Finance Calculators

Savings Goal Calculator

Set a savings target, enter what you've saved and your account's APY, and solve in either direction: how long the goal takes at your current monthly deposit, or exactly how much to deposit each month to hit a specific date. The result includes your projected goal date, total deposits, and the interest your money earns along the way.

Assumes a fixed APY compounded monthly and deposits made at the end of each month. Estimates only.

The math of a savings goal

Your balance grows two ways at once: existing savings compound at the monthly rate (APY ÷ 12), and each new deposit starts compounding the day it lands. Example: $5,000 saved, $400/month into a 4.5% APY account, aiming for $20,000 — the goal arrives in about 34 months (2 years 10 months), with deposits doing most of the work and interest chipping in a few hundred dollars.

Interest matters less than you think (at first)

On short timelines, the deposit amount dominates. Going from 1% to 4.5% APY on the example above saves only about a month; raising the deposit from $400 to $500 saves about six. Chase the higher APY — it's free money — but know that the deposit slider is the one that actually moves your goal date. Compounding takes over on decade-plus horizons, not two-year ones.

Rules of thumb for savings goals

Keep goal money for anything under ~3 years in a high-yield savings account or CDs, not stocks — a 20% market dip the month before you need the cash is a real risk, not a hypothetical. Automate the deposit on payday so the money moves before you can spend it. And if the required monthly number looks impossible, lengthen the date rather than abandoning the goal: half the deposit for twice as long still gets there.

Common mistakes with savings goals

The biggest one is keeping goal money in the wrong place. For anything you'll spend within about three years, chasing stock returns risks a 20% drop the month before you need the cash — a high-yield savings account or short CD is the right home. The second mistake is relying on willpower: money you have to manually transfer each month tends not to move, so automate the deposit on payday. The third is treating an unaffordable monthly number as a failure. The math scales linearly — half the deposit simply takes about twice as long — so extending the target date or trimming the goal keeps you moving instead of quitting. A smaller automated plan you actually finish beats an ambitious one you abandon.

FAQ

Where should I keep money I'm saving for a goal?

For goals under about 3 years, use a high-yield savings account, money market fund, or CD - the return is guaranteed and the money can't drop 20% right before you need it. Stocks are for horizons of 5+ years.

Does the calculator account for taxes on interest?

No. Savings account interest is taxed as ordinary income, so your effective APY is a bit lower than the sticker rate. On short timelines the difference is small.

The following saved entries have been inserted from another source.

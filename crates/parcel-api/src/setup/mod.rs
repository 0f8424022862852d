//! Application setup and initialization
//!
//! Startup order: telemetry, configuration validation, database, storage, pipeline, routes.

pub mod database;
pub mod routes;
pub mod server;
pub mod services;
pub mod storage;

use crate::state::AppState;
use anyhow::{Context, Result};
use parcel_core::Config;
use parcel_db::PropertyRepository;
use std::sync::Arc;

/// Initialize the entire application
pub async fn initialize_app(config: Config) -> Result<(Arc<AppState>, axum::Router)> {
    crate::telemetry::init_telemetry()
        .map_err(|e| anyhow::anyhow!("Failed to initialize telemetry: {}", e))?;

    // Fail fast on misconfiguration
    config
        .validate()
        .context("Configuration validation failed")?;
    tracing::info!("Configuration loaded and validated successfully");

    let pool = database::setup_database(&config).await?;
    let storage = storage::setup_storage(&config).await?;

    let state = services::initialize_services(
        &config,
        storage,
        Arc::new(PropertyRepository::new(pool)),
    )?;

    let router = routes::setup_routes(&config, state.clone())?;

    Ok((state, router))
}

What if I can't afford the monthly deposit it shows?

Push the target date out, trim the goal, or split it - the math scales linearly. Saving half the required amount simply takes roughly twice as long, and an automated small deposit beats a heroic plan you quit.

Should I save for a goal or pay off debt first?

A common rule: build a small $1,000 emergency buffer first, then attack any debt with an interest rate higher than your savings APY - paying off a 22% credit card is a guaranteed 22% return no savings account can match.

Is my data stored anywhere?

No. The calculator runs entirely in your browser - nothing you type is sent to a server.